Of course you want your teen to be safe when using social media, like Facebook, so it's important that you talk to him about online safety. Tell him how to set the privacy settings on his account to ensure only his friends can get access to his personal information. Explain how important it is to use good judgment before posting anything online. If he wouldn't say or do something in person, he shouldn't say or do it online. Tell him to never post his location, for safety and privacy reasons.
Stay involved in your teen's social media usage and monitor her accounts. You don't have to snoop around. Be honest with her and explain that when she sets up her Facebook account, you will have full access to make sure she's safe. Create your own Facebook page, if you don't already have one, so you can be Facebook friends with your teen. That doesn't mean you have to flood her Facebook page with your comments or become friends with all of her friends. It's just a way for you to keep tabs on what is happening on her Facebook.

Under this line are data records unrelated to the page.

//! Tag repository
//!
//! Read side only. Tags are created while saving a post, inside the post's
//! transaction (see `post.rs`).

use crate::config::DatabaseDriver;
use crate::db::DynDatabasePool;
use crate::models::{Tag, TagWithCount};
use anyhow::{Context, Result};
use async_trait::async_trait;
use sqlx::Row;
use std::sync::Arc;

const LIST_WITH_COUNTS: &str = r#"
    SELECT t.id, t.name, t.slug, COUNT(pt.post_id) AS post_count
    FROM tags t
    LEFT JOIN post_tags pt ON pt.tag_id = t.id
    GROUP BY t.id, t.name, t.slug
    ORDER BY t.name ASC
"#;

const SELECT_BY_SLUG: &str = "SELECT id, name, slug FROM tags WHERE slug = ?";

pub(crate) const SELECT_FOR_POST: &str = r#"
    SELECT t.id, t.name, t.slug
    FROM tags t
    INNER JOIN post_tags pt ON pt.tag_id = t.id
    WHERE pt.post_id = ?
    ORDER BY t.name ASC
"#;

#[async_trait]
pub trait TagRepository: Send + Sync {
    /// Every tag with the number of posts carrying it
    async fn list_with_counts(&self) -> Result<Vec<TagWithCount>>;

    async fn get_by_slug(&self, slug: &str) -> Result<Option<Tag>>;

    /// Tags of one post, by name
    async fn tags_for_post(&self, post_id: i64) -> Result<Vec<Tag>>;
}

pub struct SqlxTagRepository {
    pool: DynDatabasePool,
}

impl SqlxTagRepository {
    pub fn new(pool: DynDatabasePool) -> Self {
        Self { pool }
    }

    pub fn boxed(pool: DynDatabasePool) -> Arc<dyn TagRepository> {
        Arc::new(Self::new(pool))
    }
}

/// Map any row carrying `id`, `name` and `slug` columns
macro_rules! row_to_tag {
    ($row:expr) => {
        Tag {
            id: $row.try_get("id")?,
            name: $row.try_get("name")?,
            slug: $row.try_get("slug")?,
        }
    };
}
pub(crate) use row_to_tag;

#[async_trait]
impl TagRepository for SqlxTagRepository {
    async fn list_with_counts(&self) -> Result<Vec<TagWithCount>> {
        match self.pool.driver() {
            DatabaseDriver::Sqlite => {
                let rows = sqlx::query(LIST_WITH_COUNTS)
                    .fetch_all(self.pool.sqlite_pool()?)
                    .await
                    .context("Failed to list tags")?;
                rows.iter()
                    .map(|row| -> Result<TagWithCount> {
                        Ok(TagWithCount {
                            tag: row_to_tag!(row),
                            post_count: row.try_get("post_count")?,
                        })
                    })
                    .collect()
            }
            DatabaseDriver::Mysql => {
                let rows = sqlx::query(LIST_WITH_COUNTS)
                    .fetch_all(self.pool.mysql_pool()?)
                    .await
                    .context("Failed to list tags")?;
                rows.iter()
                    .map(|row| -> Result<TagWithCount> {
                        Ok(TagWithCount {
                            tag: row_to_tag!(row),
                            post_count: row.try_get("post_count")?,
                        })
                    })
                    .collect()
            }
        }
    }

    async fn get_by_slug(&self, slug: &str) -> Result<Option<Tag>> {
        match self.pool.driver() {
            DatabaseDriver::Sqlite => {
                let row = sqlx::query(SELECT_BY_SLUG)
                    .bind(slug)
                    .fetch_optional(self.pool.sqlite_pool()?)
                    .await
                    .context("Failed to get tag by slug")?;
                row.map(|row| -> Result<Tag> { Ok(row_to_tag!(row)) })
                    .transpose()
            }
            DatabaseDriver::Mysql => {
                let row = sqlx::query(SELECT_BY_SLUG)
                    .bind(slug)
                    .fetch_optional(self.pool.mysql_pool()?)
                    .await
                    .context("Failed to get tag by slug")?;
                row.map(|row| -> Result<Tag> { Ok(row_to_tag!(row)) })
                    .transpose()
            }
        }
    }

    async fn tags_for_post(&self, post_id: i64) -> Result<Vec<Tag>> {
        match self.pool.driver() {
            DatabaseDriver::Sqlite => {
                let rows = sqlx::query(SELECT_FOR_POST)
                    .bind(post_id)
                    .fetch_all(self.pool.sqlite_pool()?)
                    .await
                    .context("Failed to load post tags")?;
                rows.iter()
                    .map(|row| -> Result<Tag> { Ok(row_to_tag!(row)) })
                    .collect()
            }
            DatabaseDriver::Mysql => {
                let rows = sqlx::query(SELECT_FOR_POST)
                    .bind(post_id)
                    .fetch_all(self.pool.mysql_pool()?)
                    .await
                    .context("Failed to load post tags")?;
                rows.iter()
                    .map(|row| -> Result<Tag> { Ok(row_to_tag!(row)) })
                    .collect()
            }
        }
    }
}

#[cfg(test)]
mod tests {
    use super::*;
    use crate::db::repositories::session::test_support::insert_user;
    use crate::db::repositories::{PostRepository, SqlxPostRepository};
    use crate::db::{create_test_pool, migrations};
    use crate::models::PostRecord;

    #[tokio::test]
    async fn test_tags_listed_with_counts() {
        let pool = create_test_pool().await.unwrap();
        migrations::run_migrations(&pool).await.unwrap();
        let author = insert_user(&pool, "writer").await;
        let posts = SqlxPostRepository::new(pool.clone());
        let tags = SqlxTagRepository::new(pool);

        for (title, tag_names) in [("One", vec!["Rust", "Web"]), ("Two", vec!["rust"])] {
            posts
                .create(
                    author,
                    &PostRecord {
                        title: title.into(),
                        content: "Body".into(),
                        tags: tag_names.into_iter().map(String::from).collect(),
                    },
                )
                .await
                .unwrap();
        }

        let listed = tags.list_with_counts().await.unwrap();
        assert_eq!(listed.len(), 2);
        assert_eq!(listed[0].tag.name, "Rust");
        assert_eq!(listed[0].post_count, 2);
        assert_eq!(listed[1].tag.slug, "web");

        let rust = tags.get_by_slug("rust").await.unwrap().unwrap();
        assert_eq!(rust.name, "Rust");
        assert!(tags.get_by_slug("missing").await.unwrap().is_none());
    }
}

Be aware that there are some dangers associated with teens participating in social media, including Facebook. Online predators are often on the lookout for information about teenagers online, through their social media profiles. Talk to your teen about being vigilant when online, never giving out personal information and never talking to people he doesn't know. Posting inappropriate photos is another danger, whether it's your teen posting them or his friends posting pictures of him in compromising situations. Explain to him that once something is put online, it's there forever. Teens can also become addicted to social media. This is why it's so important to create and enforce strict time limits for Facebook.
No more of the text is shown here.